U.S. Extends Sanctions On Hezbollah For Support Of Syrian Government

The U.S. Treasury Department on Friday announced an extension of sanctions against Hezbollah, a Lebanon-based Shiite militant group, for its support of the Syrian government.

U.S. Extends Sanctions On Hezbollah For Support Of Syrian Government

The U.S. Treasury Department on Friday announced an extension of sanctions against Hezbollah, a Lebanon-based Shiite militant group, for its support of the Syrian government.

Hezbollah, which the United States has long designated a terrorist organization supported by Iran, has provided training, advice and extensive logistical support to President Bashar al-Assad's military campaign against an uprising that began last March, the department reported.

The agency accused the group of directly training Syrian government personnel inside Syria, and facilitating the training of Syrian forces by the Quds Force, an elite unit of Iran's Revolutionary Guard Corps.

"Hizballah's extensive support to the Syrian government's violent suppression of the Syrian people exposes the true nature of this terrorist organization and its destabilizing presence in the region," Under Secretary for Terrorism and Financial Intelligence David S. Cohen said in a written statement announcing the sanctions.

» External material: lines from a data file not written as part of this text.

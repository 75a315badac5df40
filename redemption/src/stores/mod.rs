//! Redis-backed store implementations.
//!
//! Production wiring for the provider traits:
//!
//! - **Lease store** - `SET NX PX` create-if-absent with a JSON payload
//!   for reclaim checks
//! - **Rate store** - pacing records with a cleanup TTL
//! - **Session store** - per-owner index set + per-record keys with TTL
//! - **Ticket store** - Lua-scripted atomic redemption commit
//! - **Ledger store** - Lua-scripted idempotent append + balance credit

pub mod lease_redis;
pub mod ledger_redis;
pub mod rate_redis;
pub mod session_redis;
pub mod ticket_redis;

pub use lease_redis::RedisLeaseStore;
pub use ledger_redis::RedisLedgerStore;
pub use rate_redis::RedisRateStore;
pub use session_redis::RedisSessionStore;
pub use ticket_redis::RedisTicketStore;
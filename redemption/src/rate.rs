//! Per-owner redemption pacing.

use crate::config::GuardFailurePolicy;
use crate::error::{RedeemError, Result};
use crate::providers::RateStore;
use crate::state::{OwnerId, RateLimitRecord};
use chrono::{Duration, Utc};

/// Enforces a minimum interval between redemptions by the same owner.
///
/// Runs before any lease is taken: rejecting here is cheap and holds
/// nothing. The read-then-write on the pacing record is not atomic; the
/// leases downstream close that race. On a store failure the configured
/// [`GuardFailurePolicy`] decides between allowing the attempt (the source
/// system's behavior) and surfacing the error.
#[derive(Debug, Clone)]
pub struct RateLimiter<S> {
    store: S,
    min_interval: Duration,
    policy: GuardFailurePolicy,
}

impl<S: RateStore> RateLimiter<S> {
    /// Create a rate limiter over `store`.
    #[must_use]
    pub const fn new(store: S, min_interval: Duration, policy: GuardFailurePolicy) -> Self {
        Self {
            store,
            min_interval,
            policy,
        }
    }

    /// Check the owner's pacing and record this attempt.
    ///
    /// On success the owner's record is updated (`last_redemption_at = now`,
    /// `count + 1`) before the flow continues.
    ///
    /// # Errors
    ///
    /// - [`RedeemError::RateLimited`] - the minimum interval has not
    ///   elapsed; carries the remaining wait.
    /// - [`RedeemError::Store`] - backend failure, only under
    ///   [`GuardFailurePolicy::FailClosed`].
    pub async fn check(&self, owner_id: &OwnerId) -> Result<()> {
        let now = Utc::now();

        let previous = match self.store.get(owner_id).await {
            Ok(previous) => previous,
            Err(err) => return self.on_store_failure(owner_id, &err),
        };

        if let Some(record) = &previous {
            let elapsed = now - record.last_redemption_at;
            if elapsed < self.min_interval {
                let retry_after = (self.min_interval - elapsed).to_std().unwrap_or_default();
                tracing::debug!(
                    owner = %owner_id,
                    retry_after_secs = retry_after.as_secs(),
                    "Redemption paced"
                );
                return Err(RedeemError::RateLimited { retry_after });
            }
        }

        let record = RateLimitRecord {
            owner_id: *owner_id,
            last_redemption_at: now,
            count: previous.map_or(1, |r| r.count + 1),
        };
        if let Err(err) = self.store.put(&record).await {
            return self.on_store_failure(owner_id, &err);
        }

        Ok(())
    }

    fn on_store_failure(&self, owner_id: &OwnerId, err: &RedeemError) -> Result<()> {
        match self.policy {
            GuardFailurePolicy::FailOpen => {
                tracing::warn!(
                    owner = %owner_id,
                    error = %err,
                    "Rate store unavailable, allowing attempt (fail-open)"
                );
                Ok(())
            }
            GuardFailurePolicy::FailClosed => Err(err.clone()),
        }
    }
}
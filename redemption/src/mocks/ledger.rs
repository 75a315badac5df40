//! Mock ledger store for testing.

use crate::error::{RedeemError, Result};
use crate::providers::LedgerStore;
use crate::state::{LedgerEntry, OwnerId, TicketId};
use std::collections::HashMap;
use std::sync::{Arc, Mutex};

#[derive(Debug, Default)]
struct LedgerTables {
    entries: HashMap<String, LedgerEntry>,
    balances: HashMap<OwnerId, i64>,
}

/// In-memory ledger store.
///
/// Entry append and balance credit happen under one mutex, matching the
/// single-script atomicity of the Redis implementation.
#[derive(Debug, Clone, Default)]
pub struct MockLedgerStore {
    tables: Arc<Mutex<LedgerTables>>,
}

impl MockLedgerStore {
    /// Create a new mock ledger store.
    #[must_use]
    pub fn new() -> Self {
        Self::default()
    }
}

impl LedgerStore for MockLedgerStore {
    async fn append_once(&self, entry: &LedgerEntry) -> Result<bool> {
        let mut guard = self
            .tables
            .lock()
            .map_err(|_| RedeemError::Store("ledger table mutex poisoned".to_string()))?;

        if guard.entries.contains_key(&entry.ticket_id.0) {
            return Ok(false);
        }

        guard
            .entries
            .insert(entry.ticket_id.0.clone(), entry.clone());
        *guard.balances.entry(entry.owner_id).or_insert(0) += i64::from(entry.amount);
        Ok(true)
    }

    async fn balance(&self, owner_id: &OwnerId) -> Result<i64> {
        let guard = self
            .tables
            .lock()
            .map_err(|_| RedeemError::Store("ledger table mutex poisoned".to_string()))?;

        Ok(guard.balances.get(owner_id).copied().unwrap_or(0))
    }

    async fn entry_for_ticket(&self, ticket_id: &TicketId) -> Result<Option<LedgerEntry>> {
        let guard = self
            .tables
            .lock()
            .map_err(|_| RedeemError::Store("ledger table mutex poisoned".to_string()))?;

        Ok(guard.entries.get(&ticket_id.0).cloned())
    }
}

#[cfg(test)]
#[allow(clippy::unwrap_used)]
mod tests {
    use super::*;
    use chrono::Utc;

    fn entry(owner: OwnerId, ticket: &str, amount: u32) -> LedgerEntry {
        LedgerEntry {
            ticket_id: TicketId(ticket.to_string()),
            owner_id: owner,
            amount,
            reason: "spin_prize".to_string(),
            recorded_at: Utc::now(),
        }
    }

    #[tokio::test]
    async fn duplicate_append_credits_once() {
        let store = MockLedgerStore::new();
        let owner = OwnerId::new();

        assert!(store.append_once(&entry(owner, "t1", 50)).await.unwrap());
        assert!(!store.append_once(&entry(owner, "t1", 50)).await.unwrap());

        assert_eq!(store.balance(&owner).await.unwrap(), 50);
    }

    #[tokio::test]
    async fn balance_accumulates_across_tickets() {
        let store = MockLedgerStore::new();
        let owner = OwnerId::new();

        store.append_once(&entry(owner, "t1", 50)).await.unwrap();
        store.append_once(&entry(owner, "t2", 30)).await.unwrap();

        assert_eq!(store.balance(&owner).await.unwrap(), 80);
        assert!(store
            .entry_for_ticket(&TicketId("t2".to_string()))
            .await
            .unwrap()
            .is_some());
    }
}
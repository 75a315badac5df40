//! Reward-ledger store trait.

use crate::error::Result;
use crate::state::{LedgerEntry, OwnerId, TicketId};

/// Storage for reward-ledger entries and owner balances.
///
/// Entries are keyed by ticket id, which makes the append idempotent and
/// therefore safe to replay after a crash between the ticket commit and
/// the ledger write.
pub trait LedgerStore: Send + Sync {
    /// Append `entry` iff no entry exists for its ticket id, crediting the
    /// owner's balance in the same atomic step when it does.
    ///
    /// # Returns
    ///
    /// `true` if the entry was appended, `false` if one already existed
    /// (in which case the balance is untouched).
    ///
    /// # Errors
    ///
    /// Returns [`crate::RedeemError::Store`] on backend failure.
    fn append_once(&self, entry: &LedgerEntry) -> impl Future<Output = Result<bool>> + Send;

    /// Current balance of `owner_id`. Owners with no entries have 0.
    ///
    /// # Errors
    ///
    /// Returns [`crate::RedeemError::Store`] on backend failure.
    fn balance(&self, owner_id: &OwnerId) -> impl Future<Output = Result<i64>> + Send;

    /// Read the entry recorded for `ticket_id`, if any.
    ///
    /// # Errors
    ///
    /// Returns [`crate::RedeemError::Store`] on backend failure.
    fn entry_for_ticket(
        &self,
        ticket_id: &TicketId,
    ) -> impl Future<Output = Result<Option<LedgerEntry>>> + Send;
}
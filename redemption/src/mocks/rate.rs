//! Mock rate-limit store for testing.

use crate::error::{RedeemError, Result};
use crate::providers::RateStore;
use crate::state::{OwnerId, RateLimitRecord};
use std::collections::HashMap;
use std::sync::{Arc, Mutex};

/// In-memory rate-limit store.
#[derive(Debug, Clone, Default)]
pub struct MockRateStore {
    records: Arc<Mutex<HashMap<OwnerId, RateLimitRecord>>>,
}

impl MockRateStore {
    /// Create a new mock rate store.
    #[must_use]
    pub fn new() -> Self {
        Self::default()
    }
}

impl RateStore for MockRateStore {
    async fn get(&self, owner_id: &OwnerId) -> Result<Option<RateLimitRecord>> {
        let guard = self
            .records
            .lock()
            .map_err(|_| RedeemError::Store("rate table mutex poisoned".to_string()))?;

        Ok(guard.get(owner_id).cloned())
    }

    async fn put(&self, record: &RateLimitRecord) -> Result<()> {
        let mut guard = self
            .records
            .lock()
            .map_err(|_| RedeemError::Store("rate table mutex poisoned".to_string()))?;

        guard.insert(record.owner_id, record.clone());
        Ok(())
    }
}
//! Implementation of `ngxbuild --versions`.

use ngxbuild_lib::component::{ComponentDescriptor, ComponentKind};

use crate::output::print_stat;

/// Print the default version and download URL of every component.
pub fn cmd_versions() {
  for kind in ComponentKind::ALL {
    let descriptor = ComponentDescriptor::new(kind, kind.default_version(), false);
    print_stat(kind.as_str(), &format!("{} ({})", descriptor.version, descriptor.download_url()));
  }
}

Friday's announcement comes just as fighting for control for the embattled Syrian city of Aleppo raged and just before a trip by Secretary of State Hillary Clinton to Turkey for talks on the Syrian crisis.

But the specifics of the extended sanctions are unclear.

Meanwhile, Great Britain also announced Friday an extra $7.8 million in aid for the Syrian rebels fighting to oust al-Assad.

The money will not pay for weapons but is intended for medical and communication supplies, British Foreign Secretary William Hague said.

"The people of Syria can not wait indefinitely," he said. "The Syrian people need urgent help."

Hague's announcement came as shelling and clashes continued throughout Syria.

Syrian security forces killed at least 91 people, including 51 in Aleppo, said the Local Coordination Committees (LCC) of Syria, a network of opposition activists.

The day before, opposition groups said at least 134 people were killed.

Residents reported intense shelling Friday in a village in Hama as well as in two neighborhoods in Homs, the LCC reported.

An activist from the Al Midan neighborhood of Damascus told CNN described tanks as being everywhere smoke billowing in the capital. Troops, he said, were raiding homes and arresting people.

"The situation is terrible," said the activist, who was not identified because of security reasons.

Witnesses also reported shelling in Aleppo, Syria's largest city, the LCC said.

Syrian armed forces are tracking down and inflicting "heavy losses" on rebels in the Aleppo neighborhoods of Al-Ithaa and Saif Al-Dawla, Syrian state TV said Friday.

The Syrian government and rebel groups have been battling for days to control Aleppo, a key front in a conflict that morphed into a civil war after government forces began cracking down on peaceful protesters in March 2011.

Roughly 17,000 people have been killed since the fighting began, the United Nations said last month. The opposition has put the toll at more than 20,000.

Civilians in Aleppo were increasingly at risk from aerial attacks, artillery shelling and gunfire, Human Rights Watch said Friday. The group urged both sides to refrain from indiscriminate attacks.

"As Syria deploys helicopters, fighter jets, tanks, and heavy artillery in populated areas of Aleppo, it should do everything feasible to protect civilians from harm," said Anna Neistat, acting emergencies director at Human Rights Watch.

"At the same time, the Free Syrian Army forces in and around the city should do what they can to minimize the risk to civilians in the fighting."

The incessant bloodshed if forcing increasing numbers of Syrians to flee across the borders into Turkey, Lebanon, Jordan and Iraq, the United Nations refugee agency said Friday.

Almost 150,000 Syrians are now living as refugees, the agency said.

In Turkey alone, the refugee population has exceeded 50,000 people, with more than 6000 new arrivals recorded this week alone. Many are from the Aleppo area.

Foreign powers have called on al-Assad to stop the bloodshed and step down but they have not intervened militarily in Syria as they did in Libya.

Syria's harshest critics including the United States were absent from a meeting called by Iran to discuss the Syrian crisis. However, more than two dozen countries attended attended, notably China and Russia, key allies of Damascus.

Iranian Foreign Minister Ali Akbar Salehi called the meeting a success, Iran's state-run news agency IRNA reported Friday.

"Attendance of more than 30 countries at the conference shows its success, and we hope that more countries whose policies correspond and are in line with Iran's diplomacies attend similar conferences in the future," the foreign minister said, according to IRNA.

George Sabra, a spokesman for the opposition Syrian National Council, disagreed.

"When the Iranians talk about their readiness to host a meeting between the regime and the various opposition factions in Tehran, they forget that the problem in Syria is not about finding a place to initiate a national dialogue, the main problem is to stop the regime from mass-murdering innocent civilians and shelling every city in Syria," he said.